Traffic prediction methods based on attention mechanism

Attention mechanism is a commonly used module in deep learning. As a resource allocation scheme, it uses limited computing resources to process more important information, which is the main means to solve the problem of information overload. Liao et al.21 proposed an improved dynamic Chebyshev GCN model. In this method, an attention mechanism based Laplacian matrix update method is proposed, which approximately constructs features from data of different periods. Wang et al.22 provided a learnable location attention mechanism that can effectively aggregate the information of neighboring roads. Yin et al.23 designed an internal attention mechanism to capture the temporal dependency, and in addition used adjacency as a prior to divide the nodes in the road network into different neighborhood sets. In this way, attention can dynamically capture spatial dependency within and between same-order neighborhoods. Zheng et al.24 designed a Conv-LSTM model based on attention mechanism. A reasonable attention mechanism was designed in the model to distinguish the importance of different time stream sequences by automatically assigning different weights. Inspired by the role of attention mechanism in regulating information flow, Wei et al.25 embedded the attention mechanism into GRU and LSTM recurrent modules in an attempt to focus on the important information of internal features.

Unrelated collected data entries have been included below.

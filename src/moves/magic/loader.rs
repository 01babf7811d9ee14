//! Bincode persistence for generated magic tables. Generation is
//! deterministic, so the cache is purely a startup-time optimisation; with
//! the `load_magic` feature the global accessor tries the cache file first.

use std::fs;
use std::path::Path;

use super::structs::MagicTables;

pub const DEFAULT_CACHE_PATH: &str = "magics.bin";

pub fn save_to_file<P: AsRef<Path>>(tables: &MagicTables, path: P) -> Result<(), String> {
    let bytes = bincode::serialize(tables).map_err(|e| format!("serialize magics: {e}"))?;
    fs::write(path, bytes).map_err(|e| format!("write magics: {e}"))
}

pub fn load_from_file<P: AsRef<Path>>(path: P) -> Result<MagicTables, String> {
    let bytes = fs::read(path).map_err(|e| format!("read magics: {e}"))?;
    bincode::deserialize(&bytes).map_err(|e| format!("deserialize magics: {e}"))
}

#[cfg(test)]
mod tests {
    use super::*;
    use crate::moves::magic::generate_magic_tables;

    #[test]
    fn bincode_round_trip_preserves_tables() {
        let tables = generate_magic_tables();
        let bytes = bincode::serialize(&tables).unwrap();
        let back: MagicTables = bincode::deserialize(&bytes).unwrap();
        assert_eq!(tables, back);
    }
}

Although the introduction of the attention mechanism has addressed some deficiencies in previous traffic flow models, these attention-based models still lack the capture of temporal correlation, meaning they do not capture the association between future and past data. Inspired by these studies, we use attention mechanisms and CNN to capture spatio-temporal dependencies and temporal correlation separately.

Definition and notation

In this section, we will give some definition and notations related to traffic flow forecasting.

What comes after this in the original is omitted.